**Exercise brief**
All the records below must be returned exactly as they stand.

**Stored items**
###
//! Email delivery through the SendGrid v3 mail API.

use async_trait::async_trait;
use campaign_core::ProviderError;
use serde_json::json;
use tracing::debug;

use crate::sender::{MessageSender, OutboundMessage, SendOutcome};

pub const EMAIL_SUBJECT: &str = "Personalized Insurance Offer - TrustAI";

const SIGNATURE: &str = "— Team TrustAI";

/// HTML body wrapping the campaign message.
pub fn render_email_html(message: &str) -> String {
    format!("<strong>{message}</strong><br><br>{SIGNATURE}")
}

pub struct SendGridEmailSender {
    client: reqwest::Client,
    endpoint: String,
    api_key: String,
    sender_email: Option<String>,
}

impl SendGridEmailSender {
    pub fn new(
        client: reqwest::Client,
        base_url: &str,
        api_key: &str,
        sender_email: Option<String>,
    ) -> Self {
        Self {
            client,
            endpoint: format!("{}/v3/mail/send", base_url.trim_end_matches('/')),
            api_key: api_key.to_string(),
            sender_email,
        }
    }
}

fn mail_payload(from: &str, message: &OutboundMessage) -> serde_json::Value {
    json!({
        "personalizations": [{ "to": [{ "email": message.recipient }] }],
        "from": { "email": from },
        "subject": message.subject.as_deref().unwrap_or(EMAIL_SUBJECT),
        "content": [{ "type": "text/html", "value": message.body }],
    })
}

#[async_trait]
impl MessageSender for SendGridEmailSender {
    async fn send(&self, message: &OutboundMessage) -> Result<SendOutcome, ProviderError> {
        let from = self
            .sender_email
            .as_deref()
            .map(str::trim)
            .filter(|s| !s.is_empty())
            .ok_or_else(|| ProviderError::Misconfigured("sender email is not set".to_string()))?;

        let response = self
            .client
            .post(&self.endpoint)
            .bearer_auth(&self.api_key)
            .json(&mail_payload(from, message))
            .send()
            .await
            .map_err(|e| ProviderError::Transport(e.to_string()))?;

        let status = response.status();
        if !status.is_success() {
            let body = response.text().await.unwrap_or_default();
            return Err(ProviderError::Rejected {
                status: status.as_u16(),
                body,
            });
        }

        let provider_id = response
            .headers()
            .get("X-Message-Id")
            .and_then(|v| v.to_str().ok())
            .map(str::to_string);
        debug!(to = %message.recipient, id = ?provider_id, "Email accepted");
        Ok(SendOutcome::Accepted { provider_id })
    }

    fn provider_name(&self) -> &'static str {
        "sendgrid"
    }
}
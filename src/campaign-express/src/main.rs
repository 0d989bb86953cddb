//! Campaign Express: customer segmentation and campaign dispatch service.
//!
//! Main entry point that wires the segment cache, scoring engine and
//! message senders together and starts the server.

use campaign_api::{ApiServer, AppState};
use campaign_cache::SegmentCache;
use campaign_channels::{CampaignDisperser, SenderSet};
use campaign_core::config::AppConfig;
use campaign_segmentation::SegmentationEngine;
use clap::Parser;
use std::sync::Arc;
use tracing::{error, info};

#[derive(Parser, Debug)]
#[command(name = "campaign-express")]
#[command(about = "Customer segmentation and campaign dispatch service")]
#[command(version)]
struct Cli {
    /// HTTP bind address (overrides config)
    #[arg(long, env = "CAMPAIGN_EXPRESS__API__HOST")]
    host: Option<String>,

    /// HTTP port (overrides config)
    #[arg(long, env = "CAMPAIGN_EXPRESS__API__HTTP_PORT")]
    http_port: Option<u16>,

    /// Twilio account SID
    #[arg(long, env = "TWILIO_SID", hide_env_values = true)]
    twilio_sid: Option<String>,

    /// Twilio auth token
    #[arg(long, env = "TWILIO_AUTH", hide_env_values = true)]
    twilio_auth: Option<String>,

    /// SendGrid API key
    #[arg(long, env = "SENDGRID_API_KEY", hide_env_values = true)]
    sendgrid_api_key: Option<String>,

    /// Verified SendGrid sender address
    #[arg(long, env = "SENDGRID_SENDER_EMAIL")]
    sendgrid_sender_email: Option<String>,

    /// Do not start the Prometheus exporter
    #[arg(long, default_value_t = false)]
    no_metrics: bool,
}

impl Cli {
    fn apply(self, config: &mut AppConfig) {
        if let Some(host) = self.host {
            config.api.host = host;
        }
        if let Some(port) = self.http_port {
            config.api.http_port = port;
        }
        let twilio = &mut config.providers.twilio;
        twilio.account_sid = self.twilio_sid.or(twilio.account_sid.take());
        twilio.auth_token = self.twilio_auth.or(twilio.auth_token.take());
        let sendgrid = &mut config.providers.sendgrid;
        sendgrid.api_key = self.sendgrid_api_key.or(sendgrid.api_key.take());
        sendgrid.sender_email = self
            .sendgrid_sender_email
            .or(sendgrid.sender_email.take());
        if self.no_metrics {
            config.metrics.enabled = false;
        }
    }
}

#[tokio::main]
async fn main() -> anyhow::Result<()> {
    // Initialize tracing
    tracing_subscriber::fmt()
        .with_env_filter(
            tracing_subscriber::EnvFilter::try_from_default_env().unwrap_or_else(|_| {
                "campaign_express=info,campaign_api=info,campaign_segmentation=info,campaign_channels=info,tower_http=info".into()
            }),
        )
        .json()
        .init();

    let cli = Cli::parse();

    info!("Campaign Express starting up");

    // Load configuration
    let mut config = AppConfig::load().unwrap_or_else(|e| {
        tracing::warn!(error = %e, "Failed to load config, using defaults");
        AppConfig::default()
    });
    cli.apply(&mut config);

    info!(
        host = %config.api.host,
        http_port = config.api.http_port,
        max_upload_bytes = config.api.max_upload_bytes,
        metrics = config.metrics.enabled,
        "Configuration loaded"
    );

    // The engine owns the only writer; the disperser only reads.
    let (writer, reader) = SegmentCache::new();
    let senders = SenderSet::from_config(&config.providers)?;

    let state = AppState {
        engine: Arc::new(SegmentationEngine::new(writer)),
        disperser: Arc::new(CampaignDisperser::new(reader, senders)),
    };

    let api_server = ApiServer::new(config.clone(), state);

    if config.metrics.enabled {
        if let Err(e) = api_server.start_metrics().await {
            error!(error = %e, "Failed to start metrics exporter");
        }
    }

    info!("Campaign Express is ready to serve traffic");

    // Start HTTP server (blocks until shutdown)
    api_server.start_http().await?;

    Ok(())
}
###
**Response for this exercise**
//! Email delivery through the SendGrid v3 mail API.

use async_trait::async_trait;
use campaign_core::ProviderError;
use serde_json::json;
use tracing::debug;

use crate::sender::{MessageSender, OutboundMessage, SendOutcome};

pub const EMAIL_SUBJECT: &str = "Personalized Insurance Offer - TrustAI";

const SIGNATURE: &str = "— Team TrustAI";

/// HTML body wrapping the campaign message.
pub fn render_email_html(message: &str) -> String {
    format!("<strong>{message}</strong><br><br>{SIGNATURE}")
}

pub struct SendGridEmailSender {
    client: reqwest::Client,
    endpoint: String,
    api_key: String,
    sender_email: Option<String>,
}

impl SendGridEmailSender {
    pub fn new(
        client: reqwest::Client,
        base_url: &str,
        api_key: &str,
        sender_email: Option<String>,
    ) -> Self {
        Self {
            client,
            endpoint: format!("{}/v3/mail/send", base_url.trim_end_matches('/')),
            api_key: api_key.to_string(),
            sender_email,
        }
    }
}

fn mail_payload(from: &str, message: &OutboundMessage) -> serde_json::Value {
    json!({
        "personalizations": [{ "to": [{ "email": message.recipient }] }],
        "from": { "email": from },
        "subject": message.subject.as_deref().unwrap_or(EMAIL_SUBJECT),
        "content": [{ "type": "text/html", "value": message.body }],
    })
}

#[async_trait]
impl MessageSender for SendGridEmailSender {
    async fn send(&self, message: &OutboundMessage) -> Result<SendOutcome, ProviderError> {
        let from = self
            .sender_email
            .as_deref()
            .map(str::trim)
            .filter(|s| !s.is_empty())
            .ok_or_else(|| ProviderError::Misconfigured("sender email is not set".to_string()))?;

        let response = self
            .client
            .post(&self.endpoint)
            .bearer_auth(&self.api_key)
            .json(&mail_payload(from, message))
            .send()
            .await
            .map_err(|e| ProviderError::Transport(e.to_string()))?;

        let status = response.status();
        if !status.is_success() {
            let body = response.text().await.unwrap_or_default();
            return Err(ProviderError::Rejected {
                status: status.as_u16(),
                body,
            });
        }

        let provider_id = response
            .headers()
            .get("X-Message-Id")
            .and_then(|v| v.to_str().ok())
            .map(str::to_string);
        debug!(to = %message.recipient, id = ?provider_id, "Email accepted");
        Ok(SendOutcome::Accepted { provider_id })
    }

    fn provider_name(&self) -> &'static str {
        "sendgrid"
    }
}
filename src/campaign-express/src/main.rs
repository 0d989bb86953cddb
//! Campaign Express: customer segmentation and campaign dispatch service.
//!
//! Main entry point that wires the segment cache, scoring engine and
//! message senders together and starts the server.

use campaign_api::{ApiServer, AppState};
use campaign_cache::SegmentCache;
use campaign_channels::{CampaignDisperser, SenderSet};
use campaign_core::config::AppConfig;
use campaign_segmentation::SegmentationEngine;
use clap::Parser;
use std::sync::Arc;
use tracing::{error, info};

#[derive(Parser, Debug)]
#[command(name = "campaign-express")]
#[command(about = "Customer segmentation and campaign dispatch service")]
#[command(version)]
struct Cli {
    /// HTTP bind address (overrides config)
    #[arg(long, env = "CAMPAIGN_EXPRESS__API__HOST")]
    host: Option<String>,

    /// HTTP port (overrides config)
    #[arg(long, env = "CAMPAIGN_EXPRESS__API__HTTP_PORT")]
    http_port: Option<u16>,

    /// Twilio account SID
    #[arg(long, env = "TWILIO_SID", hide_env_values = true)]
    twilio_sid: Option<String>,

    /// Twilio auth token
    #[arg(long, env = "TWILIO_AUTH", hide_env_values = true)]
    twilio_auth: Option<String>,

    /// SendGrid API key
    #[arg(long, env = "SENDGRID_API_KEY", hide_env_values = true)]
    sendgrid_api_key: Option<String>,

    /// Verified SendGrid sender address
    #[arg(long, env = "SENDGRID_SENDER_EMAIL")]
    sendgrid_sender_email: Option<String>,

    /// Do not start the Prometheus exporter
    #[arg(long, default_value_t = false)]
    no_metrics: bool,
}

impl Cli {
    fn apply(self, config: &mut AppConfig) {
        if let Some(host) = self.host {
            config.api.host = host;
        }
        if let Some(port) = self.http_port {
            config.api.http_port = port;
        }
        let twilio = &mut config.providers.twilio;
        twilio.account_sid = self.twilio_sid.or(twilio.account_sid.take());
        twilio.auth_token = self.twilio_auth.or(twilio.auth_token.take());
        let sendgrid = &mut config.providers.sendgrid;
        sendgrid.api_key = self.sendgrid_api_key.or(sendgrid.api_key.take());
        sendgrid.sender_email = self
            .sendgrid_sender_email
            .or(sendgrid.sender_email.take());
        if self.no_metrics {
            config.metrics.enabled = false;
        }
    }
}

#[tokio::main]
async fn main() -> anyhow::Result<()> {
    // Initialize tracing
    tracing_subscriber::fmt()
        .with_env_filter(
            tracing_subscriber::EnvFilter::try_from_default_env().unwrap_or_else(|_| {
                "campaign_express=info,campaign_api=info,campaign_segmentation=info,campaign_channels=info,tower_http=info".into()
            }),
        )
        .json()
        .init();

    let cli = Cli::parse();

    info!("Campaign Express starting up");

    // Load configuration
    let mut config = AppConfig::load().unwrap_or_else(|e| {
        tracing::warn!(error = %e, "Failed to load config, using defaults");
        AppConfig::default()
    });
    cli.apply(&mut config);

    info!(
        host = %config.api.host,
        http_port = config.api.http_port,
        max_upload_bytes = config.api.max_upload_bytes,
        metrics = config.metrics.enabled,
        "Configuration loaded"
    );

    // The engine owns the only writer; the disperser only reads.
    let (writer, reader) = SegmentCache::new();
    let senders = SenderSet::from_config(&config.providers)?;

    let state = AppState {
        engine: Arc::new(SegmentationEngine::new(writer)),
        disperser: Arc::new(CampaignDisperser::new(reader, senders)),
    };

    let api_server = ApiServer::new(config.clone(), state);

    if config.metrics.enabled {
        if let Err(e) = api_server.start_metrics().await {
            error!(error = %e, "Failed to start metrics exporter");
        }
    }

    info!("Campaign Express is ready to serve traffic");

    // Start HTTP server (blocks until shutdown)
    api_server.start_http().await?;

    Ok(())
}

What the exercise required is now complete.